Scientific name: Parus major

Family: Paridae (tits)

Habitat: woodland, farmland, parks and gardens

Diet: invertebrates, berries and seeds

Predators: sparrowhawks and cats take adults; chicks and eggs vulnerable to a wide range of predators

Origin: Native

What do great tits look like?

The great tit is a colourful bird with greenish-yellow plumage. It has a black head with striking white cheeks and is roughly the same size as a robin.

Not to be confused with: the blue tit, which is noticeably smaller and lacks a black head. Coal, marsh and willow tits are all smaller than great tits and have duller, less colourful plumage.

Great tit eating nut on teasel

Credit: John Bridges / WTML

What do great tits eat?

Insects and invertebrates account for much of the diet in summer. A range of prey is taken, including caterpillars, spiders, grasshoppers and flies. Berries and seeds become important food sources in winter when invertebrates are hard to find.

Did you know?

In Eastern Europe, great tits have been recorded attacking and eating hibernating bats.

How do great tits breed?

Great tits typically lay seven to nine eggs in April or May. These birds are cavity nesters, meaning they build their nests in holes within trees or other surfaces. They will readily use nest boxes. Chicks hatch after around two weeks and fledge up to three weeks later.

Great tit in nest

Credit: Frank Hecker / Alamy Stock Photo

Where do great tits live?

Great tits are found across the UK, in woodland, farmland and parks and gardens.

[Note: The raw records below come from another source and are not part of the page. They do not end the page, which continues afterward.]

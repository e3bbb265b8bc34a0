pub mod editions;
pub mod lock_manager;
pub mod memory;
pub mod store_traits;

// Re-export the main types for convenience
pub use editions::EditionRegistry;
pub use lock_manager::InMemoryLockManager;
pub use memory::InMemoryStore;
pub use store_traits::{CurioStore, CurioStoreIterator};
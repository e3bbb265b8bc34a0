use crate::store_traits::{CurioStore, CurioStoreIterator};
use curio_core::error::CurioError;
use curio_core::id::CurioAddress;
use curio_core::records::CurioRecord;
use log::debug;
use std::collections::{HashMap, HashSet};
use std::sync::RwLock;

/// In-memory record store: a guarded map of live records plus a tombstone
/// set for burned addresses.
///
/// Reads clone under the read guard, so every read observes a consistent
/// committed state. Updates are applied to a copy and swapped in whole.
#[derive(Debug, Default)]
pub struct InMemoryStore {
    inner: RwLock<StoreInner>,
}

#[derive(Debug, Default)]
struct StoreInner {
    records: HashMap<CurioAddress, CurioRecord>,
    burned: HashSet<CurioAddress>,
}

impl InMemoryStore {
    pub fn new() -> Self {
        Self::default()
    }

    /// Number of live records
    pub fn len(&self) -> usize {
        self.inner.read().expect("store lock poisoned").records.len()
    }

    pub fn is_empty(&self) -> bool {
        self.len() == 0
    }
}

/// Snapshot iterator over cloned records
pub struct InMemoryStoreIterator {
    records: std::vec::IntoIter<CurioRecord>,
}

impl Iterator for InMemoryStoreIterator {
    type Item = Result<CurioRecord, CurioError>;

    fn next(&mut self) -> Option<Self::Item> {
        self.records.next().map(Ok)
    }
}

impl CurioStoreIterator for InMemoryStoreIterator {}

impl CurioStore for InMemoryStore {
    fn insert(&self, record: CurioRecord) -> Result<(), CurioError> {
        record.validate()?;
        let address = *record.address();
        let mut inner = self.inner.write().expect("store lock poisoned");
        if inner.records.contains_key(&address) || inner.burned.contains(&address) {
            return Err(CurioError::DuplicateIdentity(address));
        }
        debug!("insert {}", address);
        inner.records.insert(address, record);
        Ok(())
    }

    fn get(&self, address: &CurioAddress) -> Result<Option<CurioRecord>, CurioError> {
        let inner = self.inner.read().expect("store lock poisoned");
        Ok(inner.records.get(address).cloned())
    }

    fn update(
        &self,
        address: &CurioAddress,
        patch: &mut dyn FnMut(&mut CurioRecord) -> Result<(), CurioError>,
    ) -> Result<CurioRecord, CurioError> {
        let mut inner = self.inner.write().expect("store lock poisoned");
        let current = inner
            .records
            .get(address)
            .ok_or_else(|| CurioError::NotFound(address.to_string()))?;

        // Patch a copy; the stored record only changes if the patch and the
        // invariant re-check both succeed.
        let mut updated = current.clone();
        patch(&mut updated)?;
        updated.validate()?;

        if updated.address() != address {
            return Err(CurioError::InvalidState(
                "a patch cannot change a record's address".to_string(),
            ));
        }

        debug!("update {}", address);
        inner.records.insert(*address, updated.clone());
        Ok(updated)
    }

    fn mark_burned(&self, address: &CurioAddress) -> Result<CurioRecord, CurioError> {
        let mut inner = self.inner.write().expect("store lock poisoned");
        if inner.burned.contains(address) {
            return Err(CurioError::InvalidState(format!(
                "record {} is already burned",
                address
            )));
        }
        let record = inner
            .records
            .remove(address)
            .ok_or_else(|| CurioError::NotFound(address.to_string()))?;
        inner.burned.insert(*address);
        debug!("burn {}", address);
        Ok(record)
    }

    fn is_burned(&self, address: &CurioAddress) -> Result<bool, CurioError> {
        let inner = self.inner.read().expect("store lock poisoned");
        Ok(inner.burned.contains(address))
    }

    fn scan(&self) -> Box<dyn CurioStoreIterator + '_> {
        let inner = self.inner.read().expect("store lock poisoned");
        let records: Vec<CurioRecord> = inner.records.values().cloned().collect();
        Box::new(InMemoryStoreIterator {
            records: records.into_iter(),
        })
    }
}

#[cfg(test)]
mod tests {
    use super::*;
    use curio_core::records::{AssetRecord, CollectionRecord};

    fn asset(address: CurioAddress, owner: CurioAddress) -> CurioRecord {
        AssetRecord::new(
            address,
            "Asset".to_string(),
            "https://example.com/asset.json".to_string(),
            owner,
            Some(owner),
            None,
            vec![],
        )
        .unwrap()
        .into()
    }

    fn addr(byte: u8) -> CurioAddress {
        CurioAddress::new([byte; 32])
    }

    #[test]
    fn test_insert_then_get() {
        let store = InMemoryStore::new();
        store.insert(asset(addr(1), addr(2))).unwrap();

        let record = store.expect(&addr(1)).unwrap();
        assert_eq!(record.name(), "Asset");
        assert!(store.get(&addr(9)).unwrap().is_none());
    }

    #[test]
    fn test_insert_rejects_duplicate_address() {
        let store = InMemoryStore::new();
        store.insert(asset(addr(1), addr(2))).unwrap();
        let err = store.insert(asset(addr(1), addr(3))).unwrap_err();
        assert!(matches!(err, CurioError::DuplicateIdentity(_)));
    }

    #[test]
    fn test_burned_address_is_never_reused() {
        let store = InMemoryStore::new();
        store.insert(asset(addr(1), addr(2))).unwrap();
        store.mark_burned(&addr(1)).unwrap();

        assert!(store.is_burned(&addr(1)).unwrap());
        assert!(store.get(&addr(1)).unwrap().is_none());

        let err = store.insert(asset(addr(1), addr(2))).unwrap_err();
        assert!(matches!(err, CurioError::DuplicateIdentity(_)));
    }

    #[test]
    fn test_double_burn_is_invalid_state() {
        let store = InMemoryStore::new();
        store.insert(asset(addr(1), addr(2))).unwrap();
        store.mark_burned(&addr(1)).unwrap();
        let err = store.mark_burned(&addr(1)).unwrap_err();
        assert!(matches!(err, CurioError::InvalidState(_)));
    }

    #[test]
    fn test_failed_patch_leaves_record_untouched() {
        let store = InMemoryStore::new();
        store.insert(asset(addr(1), addr(2))).unwrap();

        let err = store
            .update(&addr(1), &mut |record| {
                if let Some(a) = record.as_asset_mut() {
                    a.name = "Mutated".to_string();
                }
                Err(CurioError::Other("patch failed".to_string()))
            })
            .unwrap_err();
        assert!(matches!(err, CurioError::Other(_)));

        let record = store.expect(&addr(1)).unwrap();
        assert_eq!(record.name(), "Asset");
    }

    #[test]
    fn test_patch_violating_invariants_is_rolled_back() {
        let store = InMemoryStore::new();
        store.insert(asset(addr(1), addr(2))).unwrap();

        // Giving a collection-governed asset its own authority violates the
        // record invariant and must not commit.
        let err = store
            .update(&addr(1), &mut |record| {
                let a = record.as_asset_mut().unwrap();
                a.collection = Some(addr(5));
                Ok(())
            })
            .unwrap_err();
        assert!(matches!(err, CurioError::InvalidState(_)));

        let record = store.expect(&addr(1)).unwrap();
        assert!(record.as_asset().unwrap().collection.is_none());
    }

    #[test]
    fn test_scan_yields_live_records_only() {
        let store = InMemoryStore::new();
        store.insert(asset(addr(1), addr(2))).unwrap();
        store.insert(asset(addr(3), addr(2))).unwrap();
        store
            .insert(
                CurioRecord::Collection(
                    CollectionRecord::new(
                        addr(4),
                        "Collection".to_string(),
                        "uri".to_string(),
                        addr(2),
                        vec![],
                    )
                    .unwrap(),
                ),
            )
            .unwrap();
        store.mark_burned(&addr(3)).unwrap();

        let scanned: Vec<_> = store.scan().collect::<Result<_, _>>().unwrap();
        assert_eq!(scanned.len(), 2);
        assert!(scanned.iter().all(|r| r.address() != &addr(3)));
    }
}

The national population is estimated at more than two million birds.

Great tits on birdfeeder

Credit: Vasiliy Vishnevskiy / Alamy Stock Photo

Signs and spotting tips

Great tits are common birds and you stand a good chance of seeing them on any woodland walk. Listen out for their distinctive ‘teacher-teacher’ call.

Great tit song

Audio: Stuart Fisher / xeno-canto.org

Threats and conservation

The great tit is not of conservation concern and numbers have grown significantly since the 1970s. However, the species can suffer from habitat loss when trees and vegetation are destroyed.

Did you know?

Research has suggested that UK great tits may have evolved longer beaks than those on mainland Europe. This change has only occurred since the 1970s and may be due to a longer beak helping the birds access food in bird feeders.